Could somebody help me with the following problem, I have to construct dummy variables z such that:

                                 for x>0 z = 1 otherwise z = 0

                                  (later I plan to add those dummy variables), in order to solve an optimisation problem

I tried without much success two methods: 

1)if x>0 then 1 else 0;

2) x <= x.ub * z    (taken from and example of the SAS/OR 9.3 User's Guide Mathematical Programming Examples.

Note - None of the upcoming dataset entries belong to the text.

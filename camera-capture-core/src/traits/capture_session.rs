use crate::models::camera_models::{CameraPosition, DeviceOrientation, QualityPreset};
use crate::models::error::CaptureError;
use crate::models::state::SessionState;
use crate::session::queue::OperationHandle;

/// Main capture session interface exposed to the host application.
///
/// Every mutating call is queued and returns immediately. The returned handle
/// can be dropped (fire-and-forget) or waited on for the operation's result.
pub trait CaptureSession: Send + Sync {
    /// State as of the last completed operation.
    fn state(&self) -> SessionState;

    /// Build the capture graph. Transitions: unconfigured → configuring → configured.
    fn configure(&self) -> OperationHandle<()>;

    /// Begin frame production, configuring first if needed.
    /// Transitions: configured/stopped → running.
    fn start(&self) -> OperationHandle<()>;

    /// Halt frame production. Transitions: running → stopped.
    fn stop(&self) -> OperationHandle<()>;

    /// Switch cameras, swapping the input atomically when configured.
    fn set_camera_position(&self, position: CameraPosition) -> OperationHandle<()>;

    /// Change the capture tier on the live output.
    fn set_quality_preset(&self, preset: QualityPreset) -> OperationHandle<()>;

    /// Apply a new orientation. `Other` is rejected before anything is queued.
    fn set_device_orientation(&self, orientation: DeviceOrientation) -> Result<OperationHandle<()>, CaptureError>;
}
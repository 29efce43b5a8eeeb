use std::fmt;

use serde::{Deserialize, Serialize};

/// Physical side of the device a camera faces.
#[derive(Debug, Clone, Copy, PartialEq, Eq, Hash, Default, Serialize, Deserialize)]
#[serde(rename_all = "lowercase")]
pub enum CameraPosition {
    #[default]
    Front,
    Back,
}

impl fmt::Display for CameraPosition {
    fn fmt(&self, f: &mut fmt::Formatter<'_>) -> fmt::Result {
        match self {
            Self::Front => f.write_str("front"),
            Self::Back => f.write_str("back"),
        }
    }
}

/// Orientation reported by the host's orientation-event source.
///
/// `Other` covers face-up, face-down and unknown readings. It is never applied
/// to the output connection.
#[derive(Debug, Clone, Copy, PartialEq, Eq, Hash, Default, Serialize, Deserialize)]
#[serde(rename_all = "snake_case")]
pub enum DeviceOrientation {
    #[default]
    Portrait,
    PortraitUpsideDown,
    LandscapeLeft,
    LandscapeRight,
    Other,
}

impl DeviceOrientation {
    /// Whether this reading maps onto a video rotation.
    pub fn is_applicable(&self) -> bool {
        !matches!(self, Self::Other)
    }
}

/// Rotation applied to frames leaving the output connection.
#[derive(Debug, Clone, Copy, PartialEq, Eq, Hash, Default, Serialize, Deserialize)]
#[serde(rename_all = "snake_case")]
pub enum VideoRotation {
    #[default]
    Portrait,
    PortraitUpsideDown,
    LandscapeLeft,
    LandscapeRight,
}

/// Rotation and mirroring of the live output connection.
#[derive(Debug, Clone, Copy, PartialEq, Eq, Hash, Serialize, Deserialize)]
pub struct OutputTransform {
    pub rotation: VideoRotation,
    pub mirrored: bool,
}

/// Capture resolution/bitrate tier.
///
/// The identifier is owned by the platform backend; the core only passes it
/// through. The named constructors cover the tiers most backends understand.
#[derive(Debug, Clone, PartialEq, Eq, Hash, Serialize, Deserialize)]
#[serde(transparent)]
pub struct QualityPreset(String);

impl QualityPreset {
    pub const LOW: &'static str = "low";
    pub const MEDIUM: &'static str = "medium";
    pub const HIGH: &'static str = "high";
    pub const PHOTO: &'static str = "photo";

    pub fn new(id: impl Into<String>) -> Self {
        Self(id.into())
    }

    pub fn low() -> Self {
        Self::new(Self::LOW)
    }

    pub fn medium() -> Self {
        Self::new(Self::MEDIUM)
    }

    pub fn high() -> Self {
        Self::new(Self::HIGH)
    }

    pub fn photo() -> Self {
        Self::new(Self::PHOTO)
    }

    pub fn as_str(&self) -> &str {
        &self.0
    }

    pub fn is_empty(&self) -> bool {
        self.0.trim().is_empty()
    }
}

impl Default for QualityPreset {
    fn default() -> Self {
        Self::medium()
    }
}

impl fmt::Display for QualityPreset {
    fn fmt(&self, f: &mut fmt::Formatter<'_>) -> fmt::Result {
        f.write_str(&self.0)
    }
}

/// Kind of media a capture device produces.
#[derive(Debug, Clone, Copy, PartialEq, Eq, Hash, Serialize, Deserialize)]
#[serde(rename_all = "lowercase")]
pub enum MediaKind {
    Video,
    Audio,
}

/// A capture device reported by the platform.
#[derive(Debug, Clone, PartialEq, Eq, Serialize, Deserialize)]
pub struct CaptureDevice {
    pub id: String,
    pub name: String,
    pub kind: MediaKind,
    /// `None` for devices without a fixed mounting side (external webcams).
    pub position: Option<CameraPosition>,
}

impl CaptureDevice {
    pub fn video(id: impl Into<String>, name: impl Into<String>, position: Option<CameraPosition>) -> Self {
        Self {
            id: id.into(),
            name: name.into(),
            kind: MediaKind::Video,
            position,
        }
    }
}

/// Counters for debugging capture sessions.
#[derive(Debug, Clone, Default, PartialEq, Eq, Serialize, Deserialize)]
pub struct CaptureDiagnostics {
    pub production_activations: u64,
    pub input_attaches: u64,
    pub output_attaches: u64,
    pub transactions_committed: u64,
    pub transactions_rolled_back: u64,
    pub frames_delivered: u64,
}

#[cfg(test)]
mod tests {
    use super::*;

    #[test]
    fn only_other_is_not_applicable() {
        assert!(DeviceOrientation::Portrait.is_applicable());
        assert!(DeviceOrientation::LandscapeLeft.is_applicable());
        assert!(!DeviceOrientation::Other.is_applicable());
    }

    #[test]
    fn preset_serializes_as_plain_string() {
        let json = serde_json::to_string(&QualityPreset::high()).unwrap();
        assert_eq!(json, "\"high\"");

        let preset: QualityPreset = serde_json::from_str("\"hd1920x1080\"").unwrap();
        assert_eq!(preset.as_str(), "hd1920x1080");
    }

    #[test]
    fn blank_preset_is_empty() {
        assert!(QualityPreset::new("  ").is_empty());
        assert!(!QualityPreset::default().is_empty());
    }
}
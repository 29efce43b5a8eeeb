//! Virtual camera input.
//!
//! Renders the test pattern at a fixed frame rate on a dedicated thread and
//! hands each frame to the `FrameCallback`. Frame size and mirroring follow
//! the shared `StreamFormat` written by the output.

use std::sync::atomic::{AtomicBool, Ordering};
use std::sync::Arc;
use std::thread;
use std::time::{Duration, Instant};

use parking_lot::{Mutex, RwLock};

use camera_capture_core::models::camera_models::CaptureDevice;
use camera_capture_core::models::error::CaptureError;
use camera_capture_core::models::frame::RawFrame;
use camera_capture_core::traits::capture_provider::{CaptureInput, FrameCallback};

use crate::pattern::{self, PATTERN_FORMAT};
use crate::video_output::StreamFormat;

pub struct VirtualCameraInput {
    device: CaptureDevice,
    format: Arc<RwLock<StreamFormat>>,
    frame_interval: Duration,
    running: Arc<AtomicBool>,
    capture_handle: Mutex<Option<thread::JoinHandle<()>>>,
}

impl VirtualCameraInput {
    pub fn new(device: CaptureDevice, format: Arc<RwLock<StreamFormat>>, fps: u32) -> Self {
        Self {
            device,
            format,
            frame_interval: Duration::from_secs(1) / fps.max(1),
            running: Arc::new(AtomicBool::new(false)),
            capture_handle: Mutex::new(None),
        }
    }

    pub fn is_running(&self) -> bool {
        self.running.load(Ordering::SeqCst)
    }
}

impl CaptureInput for VirtualCameraInput {
    fn device(&self) -> &CaptureDevice {
        &self.device
    }

    fn start(&mut self, callback: FrameCallback) -> Result<(), CaptureError> {
        if self.running.swap(true, Ordering::SeqCst) {
            return Err(CaptureError::ProductionFailed(format!(
                "{} is already producing",
                self.device.id
            )));
        }

        let running = Arc::clone(&self.running);
        let format = Arc::clone(&self.format);
        let interval = self.frame_interval;
        let tint = pattern::tint_for(&self.device.id);

        let handle = thread::Builder::new()
            .name("virtual-camera-capture".into())
            .spawn(move || capture_loop(running, format, interval, tint, callback))
            .map_err(|e| {
                self.running.store(false, Ordering::SeqCst);
                CaptureError::ProductionFailed(format!("failed to spawn capture thread: {}", e))
            })?;

        *self.capture_handle.lock() = Some(handle);
        log::debug!("virtual camera {} started", self.device.id);
        Ok(())
    }

    fn stop(&mut self) -> Result<(), CaptureError> {
        self.running.store(false, Ordering::SeqCst);
        if let Some(handle) = self.capture_handle.lock().take() {
            let _ = handle.join();
            log::debug!("virtual camera {} stopped", self.device.id);
        }
        Ok(())
    }
}

impl Drop for VirtualCameraInput {
    fn drop(&mut self) {
        let _ = self.stop();
    }
}

fn capture_loop(
    running: Arc<AtomicBool>,
    format: Arc<RwLock<StreamFormat>>,
    interval: Duration,
    tint: u8,
    callback: FrameCallback,
) {
    let mut index = 0u64;
    let mut next = Instant::now();

    while running.load(Ordering::SeqCst) {
        let now = Instant::now();
        if now < next {
            thread::sleep(next - now);
            continue;
        }
        next += interval;

        let current = *format.read();
        let (width, height) = current.frame_size();
        let mut data = pattern::render(width, height, index, tint);
        if current.mirrored {
            mirror_rows(&mut data, width as usize);
        }

        callback(RawFrame::new(width, height, PATTERN_FORMAT, data));
        index += 1;
    }
}

/// Flip each row of a 4-byte-per-pixel buffer horizontally.
fn mirror_rows(data: &mut [u8], width: usize) {
    if width == 0 {
        return;
    }
    for row in data.chunks_exact_mut(width * 4) {
        let mut pixels: Vec<[u8; 4]> = row
            .chunks_exact(4)
            .map(|p| [p[0], p[1], p[2], p[3]])
            .collect();
        pixels.reverse();
        for (dst, src) in row.chunks_exact_mut(4).zip(pixels) {
            dst.copy_from_slice(&src);
        }
    }
}
use crate::models::camera_models::{CameraPosition, DeviceOrientation, OutputTransform, VideoRotation};
use crate::traits::capture_provider::CaptureOutput;

/// Maps device orientation and camera position onto the output transform.
///
/// Landscape readings are swapped: the sensor is mounted rotated relative to
/// the screen, so a device held landscape-left needs landscape-right video.
/// Front cameras are mirrored so the preview behaves like a mirror.
#[derive(Debug, Clone, Copy, Default)]
pub struct OrientationMirrorPolicy;

impl OrientationMirrorPolicy {
    /// Rotation for `orientation`, or `None` for face-up/face-down/unknown.
    pub fn rotation(orientation: DeviceOrientation) -> Option<VideoRotation> {
        match orientation {
            DeviceOrientation::Portrait => Some(VideoRotation::Portrait),
            DeviceOrientation::PortraitUpsideDown => Some(VideoRotation::PortraitUpsideDown),
            DeviceOrientation::LandscapeLeft => Some(VideoRotation::LandscapeRight),
            DeviceOrientation::LandscapeRight => Some(VideoRotation::LandscapeLeft),
            DeviceOrientation::Other => None,
        }
    }

    pub fn mirrored(position: CameraPosition) -> bool {
        position == CameraPosition::Front
    }

    pub fn transform(orientation: DeviceOrientation, position: CameraPosition) -> Option<OutputTransform> {
        Some(OutputTransform {
            rotation: Self::rotation(orientation)?,
            mirrored: Self::mirrored(position),
        })
    }

    /// Push `transform` onto an output connection, skipping whatever the
    /// connection does not support.
    pub fn apply(output: &mut dyn CaptureOutput, transform: OutputTransform) {
        if output.supports_rotation() {
            output.set_rotation(transform.rotation);
        } else {
            log::debug!("output connection does not support rotation");
        }
        if output.supports_mirroring() {
            output.set_mirrored(transform.mirrored);
        }
    }
}
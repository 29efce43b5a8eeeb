use serde::{Deserialize, Serialize};

/// Capture session state machine.
///
/// State transitions:
/// ```text
/// unconfigured → configuring → configured → running ↔ stopped
///       ↑             │
///       └─────────────┘ (permission denied, device not found, rollback)
/// ```
#[derive(Debug, Clone, Copy, PartialEq, Eq, Hash, Default, Serialize, Deserialize)]
#[serde(rename_all = "lowercase")]
pub enum SessionState {
    #[default]
    Unconfigured,
    Configuring,
    Configured,
    Running,
    Stopped,
}

impl SessionState {
    /// Whether a capture graph is live.
    pub fn is_configured(&self) -> bool {
        matches!(self, Self::Configured | Self::Running | Self::Stopped)
    }

    pub fn is_running(&self) -> bool {
        matches!(self, Self::Running)
    }
}

/// Camera authorization as tracked by the permission gate.
///
/// ```text
/// unknown → requesting → granted / denied
/// ```
#[derive(Debug, Clone, Copy, PartialEq, Eq, Hash, Default, Serialize, Deserialize)]
#[serde(rename_all = "lowercase")]
pub enum AuthorizationState {
    #[default]
    Unknown,
    Requesting,
    Granted,
    Denied,
}

impl AuthorizationState {
    pub fn is_resolved(&self) -> bool {
        matches!(self, Self::Granted | Self::Denied)
    }
}
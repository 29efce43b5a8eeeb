use std::sync::Arc;

use crate::models::camera_models::{CameraPosition, CaptureDevice, MediaKind};
use crate::models::error::CaptureError;
use crate::traits::capture_provider::DeviceProvider;

/// Resolves a camera position to a concrete capture device.
#[derive(Clone)]
pub struct DeviceSelector {
    provider: Arc<dyn DeviceProvider>,
}

impl DeviceSelector {
    pub fn new(provider: Arc<dyn DeviceProvider>) -> Self {
        Self { provider }
    }

    /// First video device mounted at `position`.
    pub fn resolve(&self, position: CameraPosition) -> Result<CaptureDevice, CaptureError> {
        let devices = self.provider.devices(MediaKind::Video).map_err(|e| {
            log::warn!("device enumeration failed: {}", e);
            CaptureError::DeviceNotFound { position }
        })?;

        devices
            .into_iter()
            .find(|d| d.kind == MediaKind::Video && d.position == Some(position))
            .ok_or_else(|| {
                log::error!("no {} camera available", position);
                CaptureError::DeviceNotFound { position }
            })
    }

    /// All video devices, for camera pickers.
    pub fn available_devices(&self) -> Result<Vec<CaptureDevice>, CaptureError> {
        self.provider.devices(MediaKind::Video)
    }
}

None works, in the second case after solving the problem SAS returns z = 1 even for x = 0 as can be seen in the following modification of the diet problem  (here x = diet,  z = IsUsed).

1]dietIsUsed
Bread0.0000001
Cheese0.4494991
Fish0.5000001
Milk0.0535991
Potato1.8651681
Yogurt0.0000001

In the case diet[Bread] = 0 and diet[Yogurt] = 0  IsUsed is equal to 1 .... and not zero as I expected. I obtaitned the result above results from the program:

proc optmodel;
   /* declare index set */
   set<str> FOOD;

   /*set <str> al;*/

   /* declare variables */
   var diet{FOOD} >= 0;
   var IsUsed{FOOD} Binary;

   /* objective function */
   num cost{FOOD};
   min f=sum{i in FOOD}cost*diet;

   /* constraints */
   num prot{FOOD};
   num fat{FOOD};
   num carb{FOOD};
   num cal{FOOD};
   num min_cal, max_prot, min_carb, min_fat;
   con cal_con: sum{i in FOOD}cal*diet >= 300;
   con prot_con: sum{i in FOOD}prot*diet <= 10;
   con carb_con: sum{i in FOOD}carb*diet >= 10;
   con fat_con: sum{i in FOOD}fat*diet >= 8;

   /* read parameters */
   read data fooddata into FOOD=[name] cost prot fat carb cal;

   /* bounds on variables */
   diet['Fish'].lb = 0.5;
   diet['Fish'].ub = 1.2;
   diet['Milk'].ub = 1.6;
   diet ['Bread'].ub = 0.8;
   diet ['Potato'].ub = 10.1;
   diet ['Yogurt'].ub = 0.7;
   diet ['Cheese'].ub = 0.6;
  
  
   /* Bin bounds */

   con link {al in FOOD}:
    diet[al] <= diet[al].ub * IsUsed[al];

Many thanks in advance for answering.

C. FOparinetto

1 ACCEPTED SOLUTION

Accepted Solutions
RobPratt
SAS Super FREQ

Your "link" constraints enforce only one side of the implication (if diet > 0 then IsUsed = 1) and the solution does respect that.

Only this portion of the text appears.